→ Records for processing:
□ □ □
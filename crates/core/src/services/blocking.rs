//! Blocking service.

use chrono::Utc;

use cinelog_common::{AppError, AppResult, IdGenerator};
use cinelog_store::records::{BlockRecord, UserRecord};
use cinelog_store::repositories::{BlockRepository, FollowRepository, UserRepository};

/// Blocking service for business logic.
#[derive(Clone)]
pub struct BlockService {
    block_repo: BlockRepository,
    follow_repo: FollowRepository,
    user_repo: UserRepository,
    id_gen: IdGenerator,
}

impl BlockService {
    /// Create a new blocking service.
    #[must_use]
    pub const fn new(
        block_repo: BlockRepository,
        follow_repo: FollowRepository,
        user_repo: UserRepository,
    ) -> Self {
        Self {
            block_repo,
            follow_repo,
            user_repo,
            id_gen: IdGenerator::new(),
        }
    }

    /// Block a user.
    pub async fn block(&self, blocker_id: &str, blockee_id: &str) -> AppResult<BlockRecord> {
        // Cannot block yourself
        if blocker_id == blockee_id {
            return Err(AppError::Validation("Cannot block yourself".to_string()));
        }

        self.user_repo.get_by_id(blocker_id).await?;
        self.user_repo.get_by_id(blockee_id).await?;

        if self.block_repo.is_blocking(blocker_id, blockee_id).await {
            return Err(AppError::Conflict("Already blocking this user".to_string()));
        }

        // Blocking severs any follow relationship, in both directions
        self.follow_repo.delete_pair(blocker_id, blockee_id).await?;
        self.follow_repo.delete_pair(blockee_id, blocker_id).await?;

        let block = BlockRecord {
            id: self.id_gen.generate(),
            blocker_id: blocker_id.to_string(),
            blockee_id: blockee_id.to_string(),
            created_at: Utc::now(),
        };
        let block = self.block_repo.create(block).await?;

        tracing::info!(blocker_id = %blocker_id, blockee_id = %blockee_id, "User blocked");
        Ok(block)
    }

    /// Unblock a user. Only removes the caller's own block edge.
    pub async fn unblock(&self, blocker_id: &str, blockee_id: &str) -> AppResult<()> {
        self.user_repo.get_by_id(blockee_id).await?;

        if !self.block_repo.delete_pair(blocker_id, blockee_id).await? {
            return Err(AppError::NotFound("Not blocking this user".to_string()));
        }

        tracing::info!(blocker_id = %blocker_id, blockee_id = %blockee_id, "User unblocked");
        Ok(())
    }

    /// Whether either user blocks the other.
    pub async fn is_blocked_between(&self, user_a: &str, user_b: &str) -> bool {
        self.block_repo.is_blocked_between(user_a, user_b).await
    }

    /// Users blocked by `user_id` (paginated).
    pub async fn blocked_users(
        &self,
        user_id: &str,
        limit: usize,
        offset: usize,
    ) -> Vec<UserRecord> {
        let edges = self.block_repo.blocks_by(user_id, limit, offset).await;
        let mut users = Vec::new();
        for edge in edges {
            if let Some(user) = self.user_repo.find_by_id(&edge.blockee_id).await {
                users.push(user);
            }
        }
        users
    }

    /// Remove every block the user created. Returns the removed count.
    pub async fn clear_blocked(&self, user_id: &str) -> AppResult<usize> {
        let cleared = self.block_repo.clear_blocks_by(user_id).await?;
        tracing::info!(user_id = %user_id, cleared, "Block list cleared");
        Ok(cleared)
    }
}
□ □ □
Nothing should be left out: copy the material exactly.

→ Solution to this task:
filename crates/core/src/services/blocking.rs
//! Blocking service.

use chrono::Utc;

use cinelog_common::{AppError, AppResult, IdGenerator};
use cinelog_store::records::{BlockRecord, UserRecord};
use cinelog_store::repositories::{BlockRepository, FollowRepository, UserRepository};

/// Blocking service for business logic.
#[derive(Clone)]
pub struct BlockService {
    block_repo: BlockRepository,
    follow_repo: FollowRepository,
    user_repo: UserRepository,
    id_gen: IdGenerator,
}

impl BlockService {
    /// Create a new blocking service.
    #[must_use]
    pub const fn new(
        block_repo: BlockRepository,
        follow_repo: FollowRepository,
        user_repo: UserRepository,
    ) -> Self {
        Self {
            block_repo,
            follow_repo,
            user_repo,
            id_gen: IdGenerator::new(),
        }
    }

    /// Block a user.
    pub async fn block(&self, blocker_id: &str, blockee_id: &str) -> AppResult<BlockRecord> {
        // Cannot block yourself
        if blocker_id == blockee_id {
            return Err(AppError::Validation("Cannot block yourself".to_string()));
        }

        self.user_repo.get_by_id(blocker_id).await?;
        self.user_repo.get_by_id(blockee_id).await?;

        if self.block_repo.is_blocking(blocker_id, blockee_id).await {
            return Err(AppError::Conflict("Already blocking this user".to_string()));
        }

        // Blocking severs any follow relationship, in both directions
        self.follow_repo.delete_pair(blocker_id, blockee_id).await?;
        self.follow_repo.delete_pair(blockee_id, blocker_id).await?;

        let block = BlockRecord {
            id: self.id_gen.generate(),
            blocker_id: blocker_id.to_string(),
            blockee_id: blockee_id.to_string(),
            created_at: Utc::now(),
        };
        let block = self.block_repo.create(block).await?;

        tracing::info!(blocker_id = %blocker_id, blockee_id = %blockee_id, "User blocked");
        Ok(block)
    }

    /// Unblock a user. Only removes the caller's own block edge.
    pub async fn unblock(&self, blocker_id: &str, blockee_id: &str) -> AppResult<()> {
        self.user_repo.get_by_id(blockee_id).await?;

        if !self.block_repo.delete_pair(blocker_id, blockee_id).await? {
            return Err(AppError::NotFound("Not blocking this user".to_string()));
        }

        tracing::info!(blocker_id = %blocker_id, blockee_id = %blockee_id, "User unblocked");
        Ok(())
    }

    /// Whether either user blocks the other.
    pub async fn is_blocked_between(&self, user_a: &str, user_b: &str) -> bool {
        self.block_repo.is_blocked_between(user_a, user_b).await
    }

    /// Users blocked by `user_id` (paginated).
    pub async fn blocked_users(
        &self,
        user_id: &str,
        limit: usize,
        offset: usize,
    ) -> Vec<UserRecord> {
        let edges = self.block_repo.blocks_by(user_id, limit, offset).await;
        let mut users = Vec::new();
        for edge in edges {
            if let Some(user) = self.user_repo.find_by_id(&edge.blockee_id).await {
                users.push(user);
            }
        }
        users
    }

    /// Remove every block the user created. Returns the removed count.
    pub async fn clear_blocked(&self, user_id: &str) -> AppResult<usize> {
        let cleared = self.block_repo.clear_blocks_by(user_id).await?;
        tracing::info!(user_id = %user_id, cleared, "Block list cleared");
        Ok(cleared)
    }
}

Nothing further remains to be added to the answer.